Generally, they are useful decomposers. Their main defence is the thick cuticle consisting of up to 100 segments. They have open spiracles on the sides of each segment through which they breathe. A few, such as the Polydesmids and Julids, may produce defensive secretions of iodineor cyanide-based droplets or sprays when severely provoked. They are not recorded as being toxic to humans although one can see the yellow stain of iodine on one's fingers after handling some of them.
At boarding school we used to make 'new boys' swallow them whole during 'initiation' - and none of them ever suffered from any ill effects. There was a sordid interest in the toilet pans to see whether the creatures had survived their passage through the human alimentary canal but we never discovered any live ones! Under natural conditions, millipedes are preyed on by some birds, such as red-winged starlings and also mammals such as civets, mongooses and hedgehogs.

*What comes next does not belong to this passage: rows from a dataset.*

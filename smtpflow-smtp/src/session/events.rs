use std::borrow::Cow;

use smtpflow_common::{internal, status::Status, tracing};
use smtpflow_delivery::SubmissionError;
use tokio::io::{AsyncRead, AsyncWrite};

use crate::{
    State, auth::Credentials, session::Session, transaction_handler::ReceivedMessage,
};

impl<Stream: AsyncRead + AsyncWrite + Unpin + Send> Session<Stream> {
    /// Do the work the state machine leaves to the session: checking
    /// credentials and submitting a finished message. The outcome is left in
    /// `context.response`.
    #[tracing::instrument(level = "trace", skip_all)]
    pub(super) async fn emit(&mut self) {
        let reply = match &self.context.state {
            State::AuthAttempt(attempt) => {
                let credentials = attempt.credentials.clone();
                self.authenticate(&credentials).await
            }
            State::PostDot(_) => self.submit().await,
            _ => return,
        };

        self.context.response = Some(reply);
    }

    async fn authenticate(&mut self, credentials: &Credentials) -> (Status, Cow<'static, str>) {
        match self.handler.authenticate(credentials).await {
            Ok(tenant) => {
                internal!(level = INFO, "Authenticated as {}", tenant.username);
                self.session_state.tenant = Some(tenant);
                (
                    Status::AuthSuccessful,
                    Cow::Borrowed("2.7.0 Authentication successful"),
                )
            }
            Err(err) if err.is_rejection() => {
                tracing::warn!(username = %credentials.username, "Authentication failed: {err}");
                (
                    Status::AuthFailed,
                    Cow::Borrowed("5.7.8 Authentication credentials invalid"),
                )
            }
            Err(err) => {
                tracing::error!(username = %credentials.username, "Unable to check credentials: {err}");
                (
                    Status::TemporaryAuthFailure,
                    Cow::Borrowed("4.7.0 Temporary authentication failure"),
                )
            }
        }
    }

    async fn submit(&mut self) -> (Status, Cow<'static, str>) {
        let data = std::mem::take(&mut self.context.message);

        let (Some(envelope), Some(tenant)) = (
            self.session_state.take_transaction(),
            self.session_state.tenant.clone(),
        ) else {
            return (
                Status::InvalidCommandSequence,
                Cow::Borrowed("5.5.1 No mail transaction in progress"),
            );
        };

        let message = ReceivedMessage {
            tenant,
            sender: envelope.sender,
            recipients: envelope.recipients,
            data,
            peer: self.peer,
        };

        match self.handler.handle_message(message).await {
            Ok(receipt) => {
                internal!(
                    level = INFO,
                    "Accepted message {} ({} used this period)",
                    receipt.tracking_id,
                    receipt.quota_used
                );
                (
                    Status::Ok,
                    Cow::Owned(format!("2.0.0 Ok: queued as {}", receipt.tracking_id)),
                )
            }
            Err(SubmissionError::QuotaExceeded { used, limit }) => {
                internal!(level = INFO, "Monthly limit reached ({used}/{limit})");
                (
                    Status::Error,
                    Cow::Owned(format!("5.7.1 Monthly limit reached ({used}/{limit})")),
                )
            }
            Err(SubmissionError::Malformed(err)) => {
                internal!(level = INFO, "Rejected malformed message: {err}");
                (Status::Error, Cow::Owned(format!("5.6.0 {err}")))
            }
            Err(err) => {
                tracing::error!("Submission failed: {err}");
                (
                    Status::ActionUnavailable,
                    Cow::Borrowed("4.3.0 Message could not be relayed, try again later"),
                )
            }
        }
    }
}
pub mod mock_server;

The exoskeleton remains can usually be found in civet middens and the bleached remains of desiccated individuals can often be found in the veld. Insect predators include larger scorpions and one particular assassin bug (Ectrichodia crux), that looks like one of the large ground beetles and has piercing mouth parts. Location of food items and the opposite sex is conducted through touch by antennae, sound (leg stridulations) and pheromones.
They also have sensory organs in the front and rear leg sections. The area of the fifth to seventh segments have modified pairs of legs that collect sperm and transfer it to the female. Eggs are laid in underground nests sometimes constructed from their own excrement and they moult seasonally in similar dry-season chambers. Desert species produce protective wax and can regulate 'blood' concentrations for survival.
How do they manage to walk in such an orderly fashion with all those legs to manipulate? The numerous legs are moved in waves at a time. When walking normally they deploy 15 - 20 pairs of legs per wave but when pushing through some object they use 20 - 50 pairs of legs per wave for better traction.
They have a unique method of 'gear change' - and they have never been known to trip! THINK!! - How is it that these basic creatures manage to control so many legs in an orderly fashion while we humans find it so difficult to control the use of one little tongue and only two hands?